• _Task requirements_
In the records below, find the line containing "swap. It never" and the line containing "An action whose"; please repeat exactly the lines from one to the other, both included, and nothing more.

• _Record set_
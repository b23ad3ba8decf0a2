//! Pending delayed effects.
//!
//! The scheduler lives inside [`GameState`](crate::state::GameState), so taking
//! an effect out and applying it commit in the same state swap. It never
//! advances time on its own; the engine's tick decides what is due.

use crate::action::{ActionArgs, ActionKind};
use crate::state::{TeamId, Tick};

/// An action whose effect lands at `due`.
#[derive(Clone, Debug, PartialEq, Eq)]
#[cfg_attr(feature = "serde", derive(serde::Serialize, serde::Deserialize))]
pub struct PendingEffect {
    /// Insertion order; ties between equal due ticks resolve by it.
    pub seq: u64,
    pub kind: ActionKind,
    pub team: TeamId,
    pub args: ActionArgs,
    pub scheduled_at: Tick,
    pub due: Tick,
}

#[derive(Clone, Debug, PartialEq, Eq, Default)]
#[cfg_attr(feature = "serde", derive(serde::Serialize, serde::Deserialize))]
pub struct Scheduler {
    next_seq: u64,
    /// Sorted by `seq`.
    pending: Vec<PendingEffect>,
}

impl Scheduler {
    pub fn new() -> Self {
        Self::default()
    }

    /// Stores an effect and returns its sequence number.
    pub fn schedule(
        &mut self,
        kind: ActionKind,
        team: TeamId,
        args: ActionArgs,
        scheduled_at: Tick,
        due: Tick,
    ) -> u64 {
        let seq = self.next_seq;
        self.next_seq += 1;
        self.pending.push(PendingEffect {
            seq,
            kind,
            team,
            args,
            scheduled_at,
            due,
        });
        seq
    }

    /// Sequence numbers of every effect due at `current`, in FIFO order.
    pub fn due_at(&self, current: Tick) -> Vec<u64> {
        self.pending
            .iter()
            .filter(|effect| effect.due <= current)
            .map(|effect| effect.seq)
            .collect()
    }

    /// Removes an effect. Each effect can be taken once.
    pub fn take(&mut self, seq: u64) -> Option<PendingEffect> {
        let position = self.pending.iter().position(|effect| effect.seq == seq)?;
        Some(self.pending.remove(position))
    }

    pub fn pending(&self) -> impl Iterator<Item = &PendingEffect> {
        self.pending.iter()
    }

    pub fn len(&self) -> usize {
        self.pending.len()
    }

    pub fn is_empty(&self) -> bool {
        self.pending.is_empty()
    }
}
//! Content loaders for reading game data from files.
//!
//! Every loader offers `load(path)` for files on disk and `parse(text)` for
//! embedded or in-memory content.

pub mod catalog;
pub mod config;
pub mod factory;
pub mod scenario;

pub use catalog::CatalogLoader;
pub use config::ConfigLoader;
pub use factory::{ContentFactory, LoadedGame};
pub use scenario::{PlacedBuilding, Scenario, ScenarioLoader, TeamSpec};

use std::path::Path;

use anyhow::Context;

/// Common result type for loaders.
pub type LoadResult<T> = anyhow::Result<T>;

/// Helper function to read file contents.
pub(crate) fn read_file(path: &Path) -> LoadResult<String> {
    std::fs::read_to_string(path).with_context(|| format!("Failed to read file {}", path.display()))
}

• _Answer area_
//! an effect out and applying it commit in the same state swap. It never
//! advances time on its own; the engine's tick decides what is due.

use crate::action::{ActionArgs, ActionKind};
use crate::state::{TeamId, Tick};

/// An action whose effect lands at `due`.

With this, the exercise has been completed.